Items from a data source:
☆ ☆ ☆ ☆ ☆

use std::time::{Duration, Instant};

use chrono::SecondsFormat;
use serde_json::json;

use crate::logging::{LogLevel, Logger};
use crate::worker::Job;

/// Logs how long a job's callback ran once the timer goes out of scope.
pub struct JobExecutionTimer<'a> {
    job: &'a Job,
    context: Option<&'a str>,
    started_at: Instant,
    logger: &'a Logger,
}

impl<'a> JobExecutionTimer<'a> {
    pub fn new(job: &'a Job, context: Option<&'a str>, logger: &'a Logger) -> Self {
        Self {
            job,
            context,
            started_at: Instant::now(),
            logger,
        }
    }
}

impl Drop for JobExecutionTimer<'_> {
    fn drop(&mut self) {
        if !self.logger.enabled(LogLevel::Debug) {
            return;
        }

        let elapsed = self.started_at.elapsed();
        self.logger.log(
            LogLevel::Debug,
            self.context,
            &format!(
                "task '{}' finished in {}",
                self.job.task(),
                format_duration_human_friendly(elapsed)
            ),
            Some(json!({
                "handle": self.job.handle(),
                "assigned_at": self.job.assigned_at().to_rfc3339_opts(SecondsFormat::Millis, true),
                "elapsed_ms": elapsed.as_millis() as u64,
            })),
        );
    }
}

pub fn measure_job<T, F>(job: &Job, context: Option<&str>, logger: &Logger, run: F) -> T
where
    F: FnOnce() -> T,
{
    let timer = JobExecutionTimer::new(job, context, logger);
    let result = run();
    drop(timer);
    result
}

fn format_duration_human_friendly(duration: Duration) -> String {
    let total_ms = duration.as_secs_f64() * 1000.0;
    if total_ms < 1_000.0 {
        return format!("{total_ms:.2} ms");
    }

    let total_seconds = total_ms / 1_000.0;
    if total_seconds < 60.0 {
        return format!("{total_seconds:.2} s");
    }

    let minutes = (total_seconds / 60.0).floor();
    format!("{minutes:.0}m {:.2}s", total_seconds - minutes * 60.0)
}
use std::process;

const APP_DESCRIPTION: &str = "Multi-server worker for the Gearman job queue protocol.";

pub fn ensure_posix_or_exit() {
    if !cfg!(unix) {
        eprintln!("unsupported platform: gearman-worker relies on poll(2) and POSIX signals");
        process::exit(2);
    }
}

pub fn build_info() -> String {
    format!(
        "{} v{} | build {}",
        env!("CARGO_PKG_NAME"),
        env!("CARGO_PKG_VERSION"),
        env!("GEARMAN_WORKER_BUILD_DATE_UTC")
    )
}

pub fn print_startup_banner() {
    const RESET: &str = "\x1b[0m";
    const BANNER_COLOR: &str = "\x1b[38;5;66m";

    println!("{BANNER_COLOR}{}{RESET}", build_info());
    println!("{APP_DESCRIPTION}");
    println!();
}
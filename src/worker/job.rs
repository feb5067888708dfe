use std::borrow::Cow;
use std::fmt;
use std::sync::Arc;

use chrono::{DateTime, Utc};

use crate::connection::{Connection, ConnectionError, ConnectionId};
use crate::wire::codec::{CommandType, Packet};

/// Outcome of one task callback invocation.
pub type JobResult = Result<Vec<u8>, JobFailure>;

pub type TaskCallback = Arc<dyn Fn(&mut JobContext<'_>) -> JobResult + Send + Sync>;

/// One unit of work assigned by a job server, bound to the connection that
/// delivered it.
#[derive(Clone, Debug)]
pub struct Job {
    connection_id: ConnectionId,
    handle: Vec<u8>,
    task: String,
    unique: String,
    data: Vec<u8>,
    assigned_at: DateTime<Utc>,
}

impl Job {
    pub fn new(
        connection_id: ConnectionId,
        handle: impl Into<Vec<u8>>,
        task: impl Into<String>,
        unique: impl Into<String>,
        data: Vec<u8>,
    ) -> Self {
        Self {
            connection_id,
            handle: handle.into(),
            task: task.into(),
            unique: unique.into(),
            data,
            assigned_at: Utc::now(),
        }
    }

    /// Builds a job from JOB_ASSIGN or JOB_ASSIGN_UNIQ; any other packet yields `None`.
    pub fn from_assignment(connection_id: ConnectionId, packet: Packet) -> Option<Self> {
        let mut fields = match packet.command {
            CommandType::JobAssign | CommandType::JobAssignUniq => packet.into_fields(),
            _ => return None,
        }
        .into_iter();

        let handle = fields.next()?;
        let task = String::from_utf8_lossy(&fields.next()?).into_owned();
        let (unique, data) = match (fields.next(), fields.next()) {
            (Some(unique), Some(data)) => (String::from_utf8_lossy(&unique).into_owned(), data),
            (Some(data), None) => (String::new(), data),
            _ => return None,
        };

        Some(Self::new(connection_id, handle, task, unique, data))
    }

    pub fn connection_id(&self) -> ConnectionId {
        self.connection_id
    }

    /// The handle exactly as the server sent it; reports must echo these bytes.
    pub fn handle_bytes(&self) -> &[u8] {
        &self.handle
    }

    /// Printable form of the handle, for logs and messages.
    pub fn handle(&self) -> Cow<'_, str> {
        String::from_utf8_lossy(&self.handle)
    }

    pub fn task(&self) -> &str {
        &self.task
    }

    pub fn unique(&self) -> &str {
        &self.unique
    }

    pub fn data(&self) -> &[u8] {
        &self.data
    }

    pub fn assigned_at(&self) -> DateTime<Utc> {
        self.assigned_at
    }
}

#[derive(Clone, Debug, PartialEq, Eq)]
pub enum JobFailure {
    /// Reported as WORK_FAIL.
    Failed(String),
    /// Reported as WORK_EXCEPTION carrying the data, followed by WORK_FAIL.
    Exception(Vec<u8>),
    UnregisteredTask(String),
    Panicked(String),
}

impl JobFailure {
    pub fn failed(reason: impl Into<String>) -> Self {
        Self::Failed(reason.into())
    }

    pub fn exception_data(&self) -> Option<&[u8]> {
        match self {
            Self::Exception(data) => Some(data),
            _ => None,
        }
    }
}

impl fmt::Display for JobFailure {
    fn fmt(&self, f: &mut fmt::Formatter<'_>) -> fmt::Result {
        match self {
            Self::Failed(reason) => write!(f, "task failed: {reason}"),
            Self::Exception(data) => {
                write!(f, "task raised: {}", String::from_utf8_lossy(data))
            }
            Self::UnregisteredTask(task) => write!(f, "no callback registered for task '{task}'"),
            Self::Panicked(message) => write!(f, "task panicked: {message}"),
        }
    }
}

impl std::error::Error for JobFailure {}

/// Handed to a task callback while its job executes. Progress reports go out
/// on the connection that assigned the job.
pub struct JobContext<'a> {
    job: &'a Job,
    connection: &'a mut Connection,
}

impl<'a> JobContext<'a> {
    pub(crate) fn new(job: &'a Job, connection: &'a mut Connection) -> Self {
        Self { job, connection }
    }

    pub fn job(&self) -> &Job {
        self.job
    }

    pub fn data(&self) -> &[u8] {
        self.job.data()
    }

    pub fn send_status(&mut self, numerator: u64, denominator: u64) -> Result<(), ConnectionError> {
        let numerator = numerator.to_string();
        let denominator = denominator.to_string();
        self.connection.enqueue_command(
            CommandType::WorkStatus,
            &[
                self.job.handle_bytes(),
                numerator.as_bytes(),
                denominator.as_bytes(),
            ],
        )
    }

    pub fn send_data(&mut self, data: &[u8]) -> Result<(), ConnectionError> {
        self.connection
            .enqueue_command(CommandType::WorkData, &[self.job.handle_bytes(), data])
    }

    pub fn send_warning(&mut self, data: &[u8]) -> Result<(), ConnectionError> {
        self.connection
            .enqueue_command(CommandType::WorkWarning, &[self.job.handle_bytes(), data])
    }
}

☆ ☆ ☆ ☆ ☆

EXERCISE DESCRIPTION: The answer must be an exact copy of every record above.

SOLUTION TO THIS PROBLEM:
use std::time::{Duration, Instant};

use chrono::SecondsFormat;
use serde_json::json;

use crate::logging::{LogLevel, Logger};
use crate::worker::Job;

/// Logs how long a job's callback ran once the timer goes out of scope.
pub struct JobExecutionTimer<'a> {
    job: &'a Job,
    context: Option<&'a str>,
    started_at: Instant,
    logger: &'a Logger,
}

impl<'a> JobExecutionTimer<'a> {
    pub fn new(job: &'a Job, context: Option<&'a str>, logger: &'a Logger) -> Self {
        Self {
            job,
            context,
            started_at: Instant::now(),
            logger,
        }
    }
}

impl Drop for JobExecutionTimer<'_> {
    fn drop(&mut self) {
        if !self.logger.enabled(LogLevel::Debug) {
            return;
        }

        let elapsed = self.started_at.elapsed();
        self.logger.log(
            LogLevel::Debug,
            self.context,
            &format!(
                "task '{}' finished in {}",
                self.job.task(),
                format_duration_human_friendly(elapsed)
            ),
            Some(json!({
                "handle": self.job.handle(),
                "assigned_at": self.job.assigned_at().to_rfc3339_opts(SecondsFormat::Millis, true),
                "elapsed_ms": elapsed.as_millis() as u64,
            })),
        );
    }
}

pub fn measure_job<T, F>(job: &Job, context: Option<&str>, logger: &Logger, run: F) -> T
where
    F: FnOnce() -> T,
{
    let timer = JobExecutionTimer::new(job, context, logger);
    let result = run();
    drop(timer);
    result
}

fn format_duration_human_friendly(duration: Duration) -> String {
    let total_ms = duration.as_secs_f64() * 1000.0;
    if total_ms < 1_000.0 {
        return format!("{total_ms:.2} ms");
    }

    let total_seconds = total_ms / 1_000.0;
    if total_seconds < 60.0 {
        return format!("{total_seconds:.2} s");
    }

    let minutes = (total_seconds / 60.0).floor();
    format!("{minutes:.0}m {:.2}s", total_seconds - minutes * 60.0)
}
use std::process;

const APP_DESCRIPTION: &str = "Multi-server worker for the Gearman job queue protocol.";

pub fn ensure_posix_or_exit() {
    if !cfg!(unix) {
        eprintln!("unsupported platform: gearman-worker relies on poll(2) and POSIX signals");
        process::exit(2);
    }
}

pub fn build_info() -> String {
    format!(
        "{} v{} | build {}",
        env!("CARGO_PKG_NAME"),
        env!("CARGO_PKG_VERSION"),
        env!("GEARMAN_WORKER_BUILD_DATE_UTC")
    )
}

pub fn print_startup_banner() {
    const RESET: &str = "\x1b[0m";
    const BANNER_COLOR: &str = "\x1b[38;5;66m";

    println!("{BANNER_COLOR}{}{RESET}", build_info());
    println!("{APP_DESCRIPTION}");
    println!();
}
filename src/worker/job.rs
repository feb5067888708dfe
use std::borrow::Cow;
use std::fmt;
use std::sync::Arc;

use chrono::{DateTime, Utc};

use crate::connection::{Connection, ConnectionError, ConnectionId};
use crate::wire::codec::{CommandType, Packet};

/// Outcome of one task callback invocation.
pub type JobResult = Result<Vec<u8>, JobFailure>;

pub type TaskCallback = Arc<dyn Fn(&mut JobContext<'_>) -> JobResult + Send + Sync>;

/// One unit of work assigned by a job server, bound to the connection that
/// delivered it.
#[derive(Clone, Debug)]
pub struct Job {
    connection_id: ConnectionId,
    handle: Vec<u8>,
    task: String,
    unique: String,
    data: Vec<u8>,
    assigned_at: DateTime<Utc>,
}

impl Job {
    pub fn new(
        connection_id: ConnectionId,
        handle: impl Into<Vec<u8>>,
        task: impl Into<String>,
        unique: impl Into<String>,
        data: Vec<u8>,
    ) -> Self {
        Self {
            connection_id,
            handle: handle.into(),
            task: task.into(),
            unique: unique.into(),
            data,
            assigned_at: Utc::now(),
        }
    }

    /// Builds a job from JOB_ASSIGN or JOB_ASSIGN_UNIQ; any other packet yields `None`.
    pub fn from_assignment(connection_id: ConnectionId, packet: Packet) -> Option<Self> {
        let mut fields = match packet.command {
            CommandType::JobAssign | CommandType::JobAssignUniq => packet.into_fields(),
            _ => return None,
        }
        .into_iter();

        let handle = fields.next()?;
        let task = String::from_utf8_lossy(&fields.next()?).into_owned();
        let (unique, data) = match (fields.next(), fields.next()) {
            (Some(unique), Some(data)) => (String::from_utf8_lossy(&unique).into_owned(), data),
            (Some(data), None) => (String::new(), data),
            _ => return None,
        };

        Some(Self::new(connection_id, handle, task, unique, data))
    }

    pub fn connection_id(&self) -> ConnectionId {
        self.connection_id
    }

    /// The handle exactly as the server sent it; reports must echo these bytes.
    pub fn handle_bytes(&self) -> &[u8] {
        &self.handle
    }

    /// Printable form of the handle, for logs and messages.
    pub fn handle(&self) -> Cow<'_, str> {
        String::from_utf8_lossy(&self.handle)
    }

    pub fn task(&self) -> &str {
        &self.task
    }

    pub fn unique(&self) -> &str {
        &self.unique
    }

    pub fn data(&self) -> &[u8] {
        &self.data
    }

    pub fn assigned_at(&self) -> DateTime<Utc> {
        self.assigned_at
    }
}

#[derive(Clone, Debug, PartialEq, Eq)]
pub enum JobFailure {
    /// Reported as WORK_FAIL.
    Failed(String),
    /// Reported as WORK_EXCEPTION carrying the data, followed by WORK_FAIL.
    Exception(Vec<u8>),
    UnregisteredTask(String),
    Panicked(String),
}

impl JobFailure {
    pub fn failed(reason: impl Into<String>) -> Self {
        Self::Failed(reason.into())
    }

    pub fn exception_data(&self) -> Option<&[u8]> {
        match self {
            Self::Exception(data) => Some(data),
            _ => None,
        }
    }
}

impl fmt::Display for JobFailure {
    fn fmt(&self, f: &mut fmt::Formatter<'_>) -> fmt::Result {
        match self {
            Self::Failed(reason) => write!(f, "task failed: {reason}"),
            Self::Exception(data) => {
                write!(f, "task raised: {}", String::from_utf8_lossy(data))
            }
            Self::UnregisteredTask(task) => write!(f, "no callback registered for task '{task}'"),
            Self::Panicked(message) => write!(f, "task panicked: {message}"),
        }
    }
}

impl std::error::Error for JobFailure {}

/// Handed to a task callback while its job executes. Progress reports go out
/// on the connection that assigned the job.
pub struct JobContext<'a> {
    job: &'a Job,
    connection: &'a mut Connection,
}

impl<'a> JobContext<'a> {
    pub(crate) fn new(job: &'a Job, connection: &'a mut Connection) -> Self {
        Self { job, connection }
    }

    pub fn job(&self) -> &Job {
        self.job
    }

    pub fn data(&self) -> &[u8] {
        self.job.data()
    }

    pub fn send_status(&mut self, numerator: u64, denominator: u64) -> Result<(), ConnectionError> {
        let numerator = numerator.to_string();
        let denominator = denominator.to_string();
        self.connection.enqueue_command(
            CommandType::WorkStatus,
            &[
                self.job.handle_bytes(),
                numerator.as_bytes(),
                denominator.as_bytes(),
            ],
        )
    }

    pub fn send_data(&mut self, data: &[u8]) -> Result<(), ConnectionError> {
        self.connection
            .enqueue_command(CommandType::WorkData, &[self.job.handle_bytes(), data])
    }

    pub fn send_warning(&mut self, data: &[u8]) -> Result<(), ConnectionError> {
        self.connection
            .enqueue_command(CommandType::WorkWarning, &[self.job.handle_bytes(), data])
    }
}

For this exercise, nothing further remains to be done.